Pick every line out of the entries below that holds the string "TypeSettings", and report them.

Saved data entries
###
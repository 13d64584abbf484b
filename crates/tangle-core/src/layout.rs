//! Distribution of a repeated word along the curve.

use crate::curve::Curve;
use crate::metrics::{cumulative_widths, GlyphMetrics, GlyphOutline};
use crate::positioner::{position_on_curve, GlyphPose};
use fnv::FnvHashMap;
use std::sync::Arc;

#[derive(Clone, Debug, PartialEq)]
pub struct TypeSettings {
    pub word: String,
    pub font_size: f32,
    pub word_repeats: u32,
    /// Stretch or compress spacing so the repeated word spans the curve exactly once.
    pub fixed: bool,
}

#[derive(Clone, Copy, Debug, PartialEq)]
pub struct LayoutEntry {
    pub character: char,
    pub target_arc_length: f32,
}

/// `word` repeated `repeats` times, joined by single spaces.
pub fn repeated_message(word: &str, repeats: u32) -> String {
    vec![word; repeats as usize].join(" ")
}

/// Arc-length offset of every character of the repeated message, before
/// curve-length filtering.
pub fn accumulated_offsets(accum: &[f32], repeats: u32, space_width: f32) -> Vec<f32> {
    let Some(&word_width) = accum.last() else {
        return Vec::new();
    };
    let repeats = repeats as usize;
    let mut offsets = Vec::with_capacity(repeats * (accum.len() + 1));
    for repeat in 0..repeats {
        let shift = repeat as f32 * (word_width + space_width);
        offsets.extend(accum.iter().map(|a| a + shift));
        if repeat + 1 < repeats {
            let last = offsets.last().copied().unwrap_or(0.0);
            offsets.push(last + space_width);
        }
    }
    offsets
}

/// Spread `offsets` so the slot after the last glyph lands on `curve_length`.
///
/// Each entry `i` gains `i * (curve_length - used) / n`, where `used` is the
/// last offset plus one space.
pub fn fix_to_length(offsets: &mut [f32], curve_length: f32, space_width: f32) {
    let Some(&last) = offsets.last() else {
        return;
    };
    let total_width_used = last + space_width;
    let per_letter = (curve_length - total_width_used) / offsets.len() as f32;
    for (i, offset) in offsets.iter_mut().enumerate() {
        *offset += per_letter * i as f32;
    }
}

/// Target arc lengths for the repeated word. Characters that would land past
/// `curve_length` are dropped.
pub fn layout<M: GlyphMetrics + ?Sized>(
    settings: &TypeSettings,
    metrics: &M,
    curve_length: f32,
) -> Vec<LayoutEntry> {
    if settings.word.is_empty() || settings.word_repeats == 0 {
        return Vec::new();
    }
    let accum = cumulative_widths(&settings.word, metrics, settings.font_size);
    let space_width = settings.font_size;
    let mut offsets = accumulated_offsets(&accum, settings.word_repeats, space_width);
    if settings.fixed {
        fix_to_length(&mut offsets, curve_length, space_width);
    }

    repeated_message(&settings.word, settings.word_repeats)
        .chars()
        .zip(offsets)
        .filter(|&(_, offset)| offset <= curve_length)
        .map(|(character, target_arc_length)| LayoutEntry {
            character,
            target_arc_length,
        })
        .collect()
}

/// One character instantiated on the curve.
#[derive(Clone, Debug)]
pub struct PlacedGlyph {
    pub entry: LayoutEntry,
    pub outline: Arc<GlyphOutline>,
    pub pose: GlyphPose,
    pub scale: f32,
    /// Accumulated vertical displacement, used by drifting vertical motion.
    pub drift: f32,
}

/// Create one glyph per entry and put it at its arc length (no scroll offset).
/// Repeated characters share a single outline.
pub fn place_glyphs<M: GlyphMetrics + ?Sized>(
    entries: &[LayoutEntry],
    curve: &Curve,
    metrics: &M,
    font_size: f32,
) -> Vec<PlacedGlyph> {
    let mut outlines: FnvHashMap<char, Arc<GlyphOutline>> = FnvHashMap::default();
    entries
        .iter()
        .map(|entry| {
            let outline = outlines
                .entry(entry.character)
                .or_insert_with(|| Arc::new(metrics.outline(entry.character, font_size)))
                .clone();
            PlacedGlyph {
                entry: *entry,
                outline,
                pose: position_on_curve(curve, entry.target_arc_length, 0.0, font_size),
                scale: 1.0,
                drift: 0.0,
            }
        })
        .collect()
}

#[cfg(test)]
mod tests {
    use super::*;

    #[test]
    fn accumulated_offsets_insert_one_space_between_repeats() {
        let offsets = accumulated_offsets(&[1.0, 2.0], 3, 0.5);
        // word width 2.0, stride 2.5
        assert_eq!(offsets, vec![1.0, 2.0, 2.5, 3.5, 4.5, 5.0, 6.0, 7.0]);
    }

    #[test]
    fn single_repeat_has_no_trailing_space() {
        assert_eq!(accumulated_offsets(&[0.0, 1.0], 1, 0.5), vec![0.0, 1.0]);
    }

    #[test]
    fn fix_to_length_puts_the_next_slot_on_curve_end() {
        let mut offsets = vec![0.0, 1.0, 2.0, 3.0];
        fix_to_length(&mut offsets, 10.0, 0.5);
        let per_letter = (10.0 - 3.5) / 4.0;
        assert!((offsets[3] + 0.5 + per_letter - 10.0).abs() < 1e-5);
        assert_eq!(offsets[0], 0.0);
    }

    #[test]
    fn repeated_message_joins_with_spaces() {
        assert_eq!(repeated_message("AB", 3), "AB AB AB");
        assert_eq!(repeated_message("AB", 1), "AB");
    }
}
###
# EXERCISE RESULT
pub struct TypeSettings {
    settings: &TypeSettings,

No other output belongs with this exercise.